Formula / Concept Box
| Purchasing Option | Typical Savings | Commitment Term | Best Use Case |
|---|---|---|---|
| On-Demand | 0% (Baseline) | None | Spiky, unpredictable workloads; short-term dev/test. |
| Standard RI | Up to 75% | 1 or 3 Years | Steady-state workloads with no expected changes. |
| Convertible RI | Up to 54% | 1 or 3 Years | Steady-state with possible need to change instance families. |
| Savings Plans | Up to 72% | 1 or 3 Years | Flexible steady-state across multiple services (Fargate/Lambda). |
| Spot Instances | Up to 90% | None | Fault-tolerant, stateless, or batch processing. |
Hierarchical Outline
- 1. On-Demand Instances
- Low Commitment: Pay by the second; no long-term contracts.
- Fixed Price: Highest cost but guaranteed availability.
- 2. Reserved Instances (RI)
- Payment Options: All Upfront (cheapest), Partial Upfront, No Upfront.
- Types:
- Standard: Max discount; can only change AZ within a region.
- Convertible: Lower discount; allows changing instance family/OS.
- Scheduled: Reserved for specific recurring time windows.
- 3. Savings Plans
- Compute Savings Plan: Applies to EC2, Fargate, and Lambda regardless of region or family.
- EC2 Instance Savings Plan: Region-specific; requires commitment to an instance family.
- 4. Spot Instances
- Capacity-Based: AWS sells unused capacity at a steep discount.
- Spot Price: Fluctuates based on demand; if it exceeds your max bid, the instance terminates.
Visual Anchors
Decision Flow: Choosing a Purchasing Option
Cost Comparison Visualization
Definition-Example Pairs
-
Compute Savings Plan
- Definition: A flexible pricing model that provides low prices on EC2, Fargate, and Lambda usage in exchange for a commitment to a consistent amount of usage (measured in $/hour).
- Example: A company runs a web app on EC2 in US-East-1 but plans to migrate the backend to AWS Lambda in 6 months. A Compute Savings Plan will apply the discount to both during the transition.
-
Spot Fleet
- Definition: A collection of Spot Instances (and optionally On-Demand instances) that allows you to maintain a target capacity by automatically requesting the cheapest available instances across different pools.
- Example: A genomic sequencing lab needs 1000 CPUs for a 48-hour run. They use a Spot Fleet to grab various instance types (m5.large, c5.xlarge) at 90% off, knowing that if one pool is reclaimed, the fleet will request replacements from another pool.
Worked Examples
Problem 1: The 24/7 Database
Scenario: A company has a production database running on a t3.large instance. It must be available 24/7 for at least the next two years. The instance family is unlikely to change.

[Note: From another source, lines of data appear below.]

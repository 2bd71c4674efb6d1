//! gradecast CLI: the user-facing command-line interface.

use std::path::PathBuf;
use std::process;

use clap::{Parser, Subcommand};

mod commands;

#[derive(Parser)]
#[command(
    name = "gradecast",
    version,
    about = "Weighted grade standing and target planner"
)]
struct Cli {
    /// Config file path
    #[arg(long, global = true)]
    config: Option<PathBuf>,

    #[command(subcommand)]
    command: Commands,
}

#[derive(Subcommand)]
enum Commands {
    /// Show the current standing from graded work
    Standing {
        /// Path to a .toml or .json course file
        #[arg(long)]
        course: PathBuf,

        /// Print the response as JSON
        #[arg(long)]
        json: bool,
    },

    /// Check whether a target grade is still reachable
    Target {
        /// Path to a .toml or .json course file
        #[arg(long)]
        course: PathBuf,

        /// Target grade (defaults to the course file's target_grade)
        #[arg(long)]
        target: Option<f64>,

        /// Print the response as JSON
        #[arg(long)]
        json: bool,
    },

    /// Minimum score needed on one remaining assessment
    Minimum {
        /// Path to a .toml or .json course file
        #[arg(long)]
        course: PathBuf,

        /// Name of an ungraded assessment
        #[arg(long)]
        assessment: String,

        /// Target grade (defaults to the course file's target_grade)
        #[arg(long)]
        target: Option<f64>,

        /// Print the response as JSON
        #[arg(long)]
        json: bool,
    },

    /// Project the final grade under hypothetical scores
    WhatIf {
        /// Path to a .toml or .json course file
        #[arg(long)]
        course: PathBuf,

        /// Hypothetical score, e.g. --set Final=85 (repeatable)
        #[arg(long = "set", value_parser = commands::what_if::parse_override)]
        overrides: Vec<(String, f64)>,

        /// Score assumed for ungraded assessments without an override
        #[arg(long = "default")]
        ungraded_default: Option<f64>,

        /// Allow overrides to replace recorded scores
        #[arg(long)]
        allow_graded: bool,

        /// Target grade (defaults to the course file's target_grade)
        #[arg(long)]
        target: Option<f64>,

        /// Print the response as JSON
        #[arg(long)]
        json: bool,
    },

    /// Write a full course report to disk
    Report {
        /// Path to a .toml or .json course file
        #[arg(long)]
        course: PathBuf,

        /// Output format: json, html, markdown, all (comma-separated)
        #[arg(long, default_value = "json")]
        format: String,

        /// Output directory (defaults to output_dir from config)
        #[arg(long)]
        output: Option<PathBuf>,
    },

    /// Compare two JSON course reports
    Compare {
        /// Baseline report JSON
        #[arg(long)]
        baseline: PathBuf,

        /// Current report JSON
        #[arg(long)]
        current: PathBuf,

        /// Ignore score changes smaller than this many points
        #[arg(long, default_value = "0.5")]
        threshold: f64,

        /// Exit code 1 if the needed average went up
        #[arg(long)]
        fail_on_decline: bool,

        /// Output format: text, json, markdown
        #[arg(long, default_value = "text")]
        format: String,
    },

    /// Validate course files
    Validate {
        /// Path to a course file or directory
        #[arg(long)]
        course: PathBuf,
    },

    /// Convert a grade between scales
    Convert {
        /// Grade value, e.g. 85, 3.7, B+
        #[arg(long)]
        value: String,

        /// Scale of the value: percentage, four, nine, ten, letter
        #[arg(long, default_value = "percentage")]
        from: String,

        /// Print the conversion as JSON
        #[arg(long)]
        json: bool,
    },

    /// Create starter config and example course
    Init,
}

fn main() {
    tracing_subscriber::fmt()
        .with_writer(std::io::stderr)
        .with_env_filter(
            tracing_subscriber::EnvFilter::from_default_env()
                .add_directive("gradecast=info".parse().unwrap()),
        )
        .init();

    let cli = Cli::parse();
    let config = cli.config;

    let result = match cli.command {
        Commands::Standing { course, json } => commands::standing::execute(course, json, config),
        Commands::Target {
            course,
            target,
            json,
        } => commands::target::execute(course, target, json, config),
        Commands::Minimum {
            course,
            assessment,
            target,
            json,
        } => commands::minimum::execute(course, assessment, target, json, config),
        Commands::WhatIf {
            course,
            overrides,
            ungraded_default,
            allow_graded,
            target,
            json,
        } => commands::what_if::execute(
            course,
            overrides,
            ungraded_default,
            allow_graded,
            target,
            json,
            config,
        ),
        Commands::Report {
            course,
            format,
            output,
        } => commands::report::execute(course, format, output, config),
        Commands::Compare {
            baseline,
            current,
            threshold,
            fail_on_decline,
            format,
        } => commands::compare::execute(baseline, current, threshold, fail_on_decline, format),
        Commands::Validate { course } => commands::validate::execute(course),
        Commands::Convert { value, from, json } => commands::convert::execute(value, from, json),
        Commands::Init => commands::init::execute(),
    };

    if let Err(e) = result {
        eprintln!("Error: {e:#}");
        process::exit(1);
    }
}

- Solution: Standard Reserved Instance (3-year term).
- Reasoning: Since the workload is 24/7 (steady-state) and predictable, the 3-year Standard RI offers the maximum discount (up to 75%).
Problem 2: Batch Image Processing
Scenario: A social media app processes user-uploaded photos to create thumbnails. The processing can happen anytime within 4 hours of the upload and is handled by a worker queue.
- Solution: Spot Instances.
- Reasoning: The workload is stateless and fault-tolerant (if an instance is terminated, the job just stays in the queue for the next available instance). Spot provides the lowest cost.
Checkpoint Questions
- What is the main difference between a Compute Savings Plan and an EC2 Instance Savings Plan?
- If a Spot Instance is terminated by AWS, do you pay for the partial hour of usage? (Note: AWS policy varies by termination cause).
- Which payment option for Reserved Instances results in the highest total cost?
- Can a Standard RI be converted to a different instance family mid-term?
▶Click to see answers
- Compute Savings Plans apply to EC2, Fargate, and Lambda across any region/family. EC2 Instance Savings Plans are restricted to a specific instance family in a specific region.
- If AWS terminates a Spot Instance for capacity, you are not charged for the partial hour. If you terminate it yourself, you are charged for the full hour.
- No Upfront is the most expensive; All Upfront is the cheapest.
- No. Only Convertible RIs allow changing instance families. Standard RIs only allow changing Availability Zones within the same region.